> **Work item**
Repeat exactly the opening lines of the records, ending with the line that contains "pub enum FilterOperator".

Stored data:

•••

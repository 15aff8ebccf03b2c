//! Entry filters and host time conversion.
//!
//! Callers pick calendar dates in the host's local time zone. The host stores
//! and filters timestamps in its reference time (UTC), so a date range is
//! widened to whole local days and then shifted to reference time:
//! the start date becomes `00:00:00` local, the end date `23:59:59` local.

use chrono::{FixedOffset, NaiveDate, NaiveDateTime, NaiveTime, Offset, TimeDelta, Utc};
use serde::{Deserialize, Serialize};

use mfx_model::{Entry, EntryStatus};

/// Comparison applied by a [`FieldFilter`].
#[derive(Debug, Clone, Copy, Default, PartialEq, Eq, Serialize, Deserialize)]
#[serde(rename_all = "snake_case")]
pub enum FilterOperator {
    #[default]
    Is,
    IsNot,
    Contains,
}

/// Restriction on one stored entry value.
#[derive(Debug, Clone, PartialEq, Eq, Serialize, Deserialize)]
pub struct FieldFilter {
    pub key: String,
    #[serde(default)]
    pub operator: FilterOperator,
    pub value: String,
}

impl FieldFilter {
    pub fn is(key: impl Into<String>, value: impl Into<String>) -> Self {
        Self {
            key: key.into(),
            operator: FilterOperator::Is,
            value: value.into(),
        }
    }

    pub fn matches(&self, entry: &Entry) -> bool {
        let stored = entry.value(&self.key);
        match self.operator {
            FilterOperator::Is => stored == self.value,
            FilterOperator::IsNot => stored != self.value,
            FilterOperator::Contains => stored.contains(&self.value),
        }
    }
}

/// Search criteria passed to the host for counting and fetching entries.
#[derive(Debug, Clone, Default, PartialEq, Eq)]
pub struct EntryFilter {
    pub status: EntryStatus,
    /// Inclusive lower bound, host reference time.
    pub start: Option<NaiveDateTime>,
    /// Inclusive upper bound, host reference time.
    pub end: Option<NaiveDateTime>,
    /// All filters must match.
    pub field_filters: Vec<FieldFilter>,
}

impl EntryFilter {
    /// Active entries only, no bounds.
    pub fn active() -> Self {
        Self::default()
    }

    /// Whether `entry` satisfies every criterion.
    pub fn matches(&self, entry: &Entry) -> bool {
        if entry.status != self.status {
            return false;
        }
        if self.start.is_some_and(|start| entry.date_created < start) {
            return false;
        }
        if self.end.is_some_and(|end| entry.date_created > end) {
            return false;
        }
        self.field_filters.iter().all(|filter| filter.matches(entry))
    }
}

/// Host local time zone relative to the reference time.
#[derive(Debug, Clone, Copy, PartialEq, Eq)]
pub struct HostClock {
    offset: FixedOffset,
}

impl Default for HostClock {
    fn default() -> Self {
        Self::utc()
    }
}

impl HostClock {
    pub fn new(offset: FixedOffset) -> Self {
        Self { offset }
    }

    pub fn utc() -> Self {
        Self { offset: Utc.fix() }
    }

    pub fn offset(&self) -> FixedOffset {
        self.offset
    }

    /// Reference timestamp of `00:00:00` local time on `date`.
    pub fn start_of_day(&self, date: NaiveDate) -> NaiveDateTime {
        self.to_reference(date.and_time(NaiveTime::MIN))
    }

    /// Reference timestamp of `23:59:59` local time on `date`.
    pub fn end_of_day(&self, date: NaiveDate) -> NaiveDateTime {
        let end = NaiveTime::from_hms_opt(23, 59, 59).unwrap_or(NaiveTime::MIN);
        self.to_reference(date.and_time(end))
    }

    /// Shift a local wall-clock time to reference time.
    ///
    /// Saturates at the ends of the representable range.
    pub fn to_reference(&self, local: NaiveDateTime) -> NaiveDateTime {
        shift(local, -i64::from(self.offset.local_minus_utc()))
    }

    /// Shift a reference timestamp to local wall-clock time.
    ///
    /// Saturates at the ends of the representable range.
    pub fn to_local(&self, reference: NaiveDateTime) -> NaiveDateTime {
        shift(reference, i64::from(self.offset.local_minus_utc()))
    }

    /// Build the filter for an inclusive local date range.
    pub fn date_filter(&self, start: Option<NaiveDate>, end: Option<NaiveDate>) -> EntryFilter {
        EntryFilter {
            start: start.map(|date| self.start_of_day(date)),
            end: end.map(|date| self.end_of_day(date)),
            ..EntryFilter::active()
        }
    }
}

fn shift(datetime: NaiveDateTime, seconds: i64) -> NaiveDateTime {
    datetime
        .checked_add_signed(TimeDelta::seconds(seconds))
        .unwrap_or(if seconds < 0 {
            NaiveDateTime::MIN
        } else {
            NaiveDateTime::MAX
        })
}
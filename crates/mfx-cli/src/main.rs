//! Multi-form export CLI.

use std::io::{self, IsTerminal};

use chrono::Utc;
use clap::{ColorChoice, Parser};
use mfx_cli::logging::{LogConfig, LogFormat, init_logging};
use tracing::level_filters::LevelFilter;

mod cli;
mod commands;
mod summary;
mod types;

use crate::cli::{Cli, Command, LogFormatArg, LogLevelArg};
use crate::commands::{run_export, run_list};
use crate::summary::{print_listings, print_summary};

fn main() {
    let cli = Cli::parse();
    cli.color.write_global();
    let log_config = log_config_from_cli(&cli);
    if let Err(error) = init_logging(&log_config) {
        eprintln!("error: failed to initialize logging: {error}");
        std::process::exit(1);
    }
    let exit_code = match &cli.command {
        Command::List(args) => match run_list(args) {
            Ok(listings) => {
                print_listings(&listings);
                0
            }
            Err(error) => {
                eprintln!("error: {error:#}");
                1
            }
        },
        Command::Export(args) => match run_export(args, Utc::now()) {
            Ok(outcome) => {
                if outcome.path.is_some() {
                    print_summary(&outcome);
                }
                0
            }
            Err(error) => {
                eprintln!("error: {error:#}");
                1
            }
        },
    };
    std::process::exit(exit_code);
}

/// Build logging configuration from CLI flags with consistent precedence.
fn log_config_from_cli(cli: &Cli) -> LogConfig {
    let mut config = LogConfig {
        level_filter: cli.verbosity.tracing_level_filter(),
        ..LogConfig::default()
    };
    config.use_env_filter = !(cli.verbosity.is_present() || cli.log_level.is_some());
    if let Some(level) = cli.log_level {
        config.level_filter = match level {
            LogLevelArg::Error => LevelFilter::ERROR,
            LogLevelArg::Warn => LevelFilter::WARN,
            LogLevelArg::Info => LevelFilter::INFO,
            LogLevelArg::Debug => LevelFilter::DEBUG,
            LogLevelArg::Trace => LevelFilter::TRACE,
        };
    }
    config.format = match cli.log_format {
        LogFormatArg::Pretty => LogFormat::Pretty,
        LogFormatArg::Compact => LogFormat::Compact,
        LogFormatArg::Json => LogFormat::Json,
    };
    config.log_file = cli.log_file.clone();
    config.log_data = cli.log_data;
    config.with_ansi = match cli.color.color {
        ColorChoice::Always => true,
        ColorChoice::Never => false,
        ColorChoice::Auto => cli.log_file.is_none() && io::stderr().is_terminal(),
    };
    config
}
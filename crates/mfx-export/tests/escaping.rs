//! Property tests: serialized cells read back unchanged by a CSV parser.

use csv::ReaderBuilder;
use mfx_export::{TableSerializer, UTF8_BOM};
use mfx_model::OutputMatrix;
use proptest::prelude::*;

fn read_back(bytes: &[u8], separator: u8) -> Vec<Vec<String>> {
    let body = bytes.strip_prefix(UTF8_BOM).unwrap();
    ReaderBuilder::new()
        .has_headers(false)
        .delimiter(separator)
        .from_reader(body)
        .records()
        .map(|record| record.unwrap().iter().map(str::to_string).collect())
        .collect()
}

proptest! {
    #[test]
    fn cells_survive_quoting(
        rows in prop::collection::vec(
            prop::collection::vec("[a-zA-Z0-9 ,;\"\n]{0,12}", 3),
            0..8,
        ),
        separator in prop::sample::select(vec![b',', b';', b'\t']),
    ) {
        let mut matrix = OutputMatrix::new(vec!["A".into(), "B".into(), "C".into()]);
        for row in &rows {
            matrix.push_row(row.clone());
        }
        let bytes = TableSerializer::new(separator).serialize(&matrix).unwrap();

        let parsed = read_back(&bytes, separator);
        prop_assert_eq!(parsed.len(), rows.len() + 1);
        prop_assert_eq!(&parsed[0], &matrix.header);
        prop_assert_eq!(&parsed[1..], &rows[..]);
    }

    #[test]
    fn document_never_ends_with_newline(
        cell in "[a-z\"]{0,8}",
    ) {
        let mut matrix = OutputMatrix::new(vec!["Only".into()]);
        matrix.push_row(vec![cell]);
        let bytes = TableSerializer::default().serialize(&matrix).unwrap();
        prop_assert!(bytes.starts_with(UTF8_BOM));
        prop_assert!(!bytes.ends_with(b"\n"));
    }
}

•••

> **Worked solution**
repository 15aff8ebccf03b2c
//! Entry filters and host time conversion.
//!
//! Callers pick calendar dates in the host's local time zone. The host stores
//! and filters timestamps in its reference time (UTC), so a date range is
//! widened to whole local days and then shifted to reference time:
//! the start date becomes `00:00:00` local, the end date `23:59:59` local.

use chrono::{FixedOffset, NaiveDate, NaiveDateTime, NaiveTime, Offset, TimeDelta, Utc};
use serde::{Deserialize, Serialize};

use mfx_model::{Entry, EntryStatus};

/// Comparison applied by a [`FieldFilter`].
#[derive(Debug, Clone, Copy, Default, PartialEq, Eq, Serialize, Deserialize)]
#[serde(rename_all = "snake_case")]
pub enum FilterOperator {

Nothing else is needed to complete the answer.